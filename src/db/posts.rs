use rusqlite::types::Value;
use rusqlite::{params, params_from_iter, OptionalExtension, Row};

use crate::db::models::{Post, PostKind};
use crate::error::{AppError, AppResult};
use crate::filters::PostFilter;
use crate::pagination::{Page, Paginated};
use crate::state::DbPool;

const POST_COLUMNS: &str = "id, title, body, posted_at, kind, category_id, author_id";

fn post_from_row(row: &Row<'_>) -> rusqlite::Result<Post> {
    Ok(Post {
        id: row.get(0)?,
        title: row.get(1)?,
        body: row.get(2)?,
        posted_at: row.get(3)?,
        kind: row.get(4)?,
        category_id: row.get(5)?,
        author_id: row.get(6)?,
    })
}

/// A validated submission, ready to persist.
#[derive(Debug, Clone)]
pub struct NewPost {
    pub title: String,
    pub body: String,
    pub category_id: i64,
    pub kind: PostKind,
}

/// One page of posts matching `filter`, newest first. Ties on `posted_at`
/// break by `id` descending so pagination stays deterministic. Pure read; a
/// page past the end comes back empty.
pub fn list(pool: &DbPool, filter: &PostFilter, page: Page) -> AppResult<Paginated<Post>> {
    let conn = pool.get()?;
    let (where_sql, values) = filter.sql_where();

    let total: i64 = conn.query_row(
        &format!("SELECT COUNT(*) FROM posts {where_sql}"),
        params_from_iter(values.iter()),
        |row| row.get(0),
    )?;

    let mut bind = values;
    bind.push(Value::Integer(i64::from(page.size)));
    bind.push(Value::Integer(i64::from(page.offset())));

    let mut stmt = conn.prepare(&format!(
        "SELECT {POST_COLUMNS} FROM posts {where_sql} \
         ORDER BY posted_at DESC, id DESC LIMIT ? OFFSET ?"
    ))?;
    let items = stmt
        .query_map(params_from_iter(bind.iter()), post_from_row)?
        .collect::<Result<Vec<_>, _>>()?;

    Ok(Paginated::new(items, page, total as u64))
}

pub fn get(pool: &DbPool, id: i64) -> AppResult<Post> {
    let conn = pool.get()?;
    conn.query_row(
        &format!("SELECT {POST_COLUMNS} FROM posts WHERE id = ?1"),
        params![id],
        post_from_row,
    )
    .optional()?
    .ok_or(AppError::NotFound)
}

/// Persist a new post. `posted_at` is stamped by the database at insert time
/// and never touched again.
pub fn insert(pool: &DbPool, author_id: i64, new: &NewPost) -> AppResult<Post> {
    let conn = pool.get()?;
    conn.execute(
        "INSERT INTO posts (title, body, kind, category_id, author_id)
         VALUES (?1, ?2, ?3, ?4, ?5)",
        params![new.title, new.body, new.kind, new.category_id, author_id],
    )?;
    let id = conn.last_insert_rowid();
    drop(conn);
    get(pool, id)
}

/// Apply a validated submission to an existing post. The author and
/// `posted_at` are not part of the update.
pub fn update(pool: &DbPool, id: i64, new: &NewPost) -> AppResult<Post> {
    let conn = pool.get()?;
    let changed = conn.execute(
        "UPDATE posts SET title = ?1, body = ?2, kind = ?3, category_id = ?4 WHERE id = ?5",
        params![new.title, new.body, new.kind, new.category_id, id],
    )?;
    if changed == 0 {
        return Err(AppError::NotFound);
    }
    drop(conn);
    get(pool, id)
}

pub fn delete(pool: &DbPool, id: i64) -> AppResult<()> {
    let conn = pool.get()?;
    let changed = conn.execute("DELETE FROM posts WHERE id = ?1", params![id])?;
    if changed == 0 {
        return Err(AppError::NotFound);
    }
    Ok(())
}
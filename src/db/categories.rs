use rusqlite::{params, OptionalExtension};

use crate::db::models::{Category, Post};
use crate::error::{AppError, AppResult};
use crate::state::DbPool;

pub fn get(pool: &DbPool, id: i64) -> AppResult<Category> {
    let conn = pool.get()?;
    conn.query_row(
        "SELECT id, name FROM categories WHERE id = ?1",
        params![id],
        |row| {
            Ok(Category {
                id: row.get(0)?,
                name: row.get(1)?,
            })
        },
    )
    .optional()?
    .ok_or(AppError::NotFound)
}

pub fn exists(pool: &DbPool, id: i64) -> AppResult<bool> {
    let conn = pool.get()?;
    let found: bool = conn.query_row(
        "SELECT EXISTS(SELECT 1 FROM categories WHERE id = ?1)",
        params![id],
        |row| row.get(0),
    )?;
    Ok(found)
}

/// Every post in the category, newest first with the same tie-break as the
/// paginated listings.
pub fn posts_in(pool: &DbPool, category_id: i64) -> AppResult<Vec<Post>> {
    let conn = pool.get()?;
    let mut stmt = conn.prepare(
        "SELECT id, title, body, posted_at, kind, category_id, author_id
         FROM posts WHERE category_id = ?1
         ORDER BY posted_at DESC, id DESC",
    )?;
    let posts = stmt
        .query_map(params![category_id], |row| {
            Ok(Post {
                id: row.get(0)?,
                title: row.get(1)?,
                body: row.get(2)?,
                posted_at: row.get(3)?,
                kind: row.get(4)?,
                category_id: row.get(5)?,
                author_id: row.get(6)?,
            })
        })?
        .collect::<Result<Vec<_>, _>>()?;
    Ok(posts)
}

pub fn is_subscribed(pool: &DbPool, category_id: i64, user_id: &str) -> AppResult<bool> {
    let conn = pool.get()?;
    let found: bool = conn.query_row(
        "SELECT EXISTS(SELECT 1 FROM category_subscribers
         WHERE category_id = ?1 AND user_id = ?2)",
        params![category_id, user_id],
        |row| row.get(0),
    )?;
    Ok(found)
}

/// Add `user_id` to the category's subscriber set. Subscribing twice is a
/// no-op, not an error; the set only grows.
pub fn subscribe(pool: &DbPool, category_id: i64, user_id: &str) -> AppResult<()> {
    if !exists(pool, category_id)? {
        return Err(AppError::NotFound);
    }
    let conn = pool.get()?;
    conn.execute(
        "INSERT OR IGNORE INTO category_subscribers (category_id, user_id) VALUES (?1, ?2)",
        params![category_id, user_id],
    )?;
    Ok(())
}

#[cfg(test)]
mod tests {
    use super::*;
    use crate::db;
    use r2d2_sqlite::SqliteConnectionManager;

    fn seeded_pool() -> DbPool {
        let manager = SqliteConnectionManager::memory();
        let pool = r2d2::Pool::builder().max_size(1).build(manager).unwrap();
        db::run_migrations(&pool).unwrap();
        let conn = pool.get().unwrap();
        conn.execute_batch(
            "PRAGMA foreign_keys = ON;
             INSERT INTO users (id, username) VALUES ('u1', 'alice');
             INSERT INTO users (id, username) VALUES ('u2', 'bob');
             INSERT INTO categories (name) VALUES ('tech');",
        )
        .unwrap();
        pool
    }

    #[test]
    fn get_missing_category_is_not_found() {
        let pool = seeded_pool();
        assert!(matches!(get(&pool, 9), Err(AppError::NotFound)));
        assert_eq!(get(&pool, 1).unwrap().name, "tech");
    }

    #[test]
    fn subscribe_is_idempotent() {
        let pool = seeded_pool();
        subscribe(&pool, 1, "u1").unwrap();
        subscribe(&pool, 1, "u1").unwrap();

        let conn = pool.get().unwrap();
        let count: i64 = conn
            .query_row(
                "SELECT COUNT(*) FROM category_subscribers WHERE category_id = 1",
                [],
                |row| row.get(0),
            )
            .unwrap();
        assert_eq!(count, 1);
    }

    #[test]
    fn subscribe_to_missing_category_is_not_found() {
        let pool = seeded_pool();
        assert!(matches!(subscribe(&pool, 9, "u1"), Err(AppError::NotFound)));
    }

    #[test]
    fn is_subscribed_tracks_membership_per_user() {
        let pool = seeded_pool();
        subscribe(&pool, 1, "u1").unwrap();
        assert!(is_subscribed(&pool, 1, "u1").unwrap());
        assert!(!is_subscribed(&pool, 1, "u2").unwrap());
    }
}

_ _ _

Go through the material above and state how many lines hold the word "validated". Give only the number.

2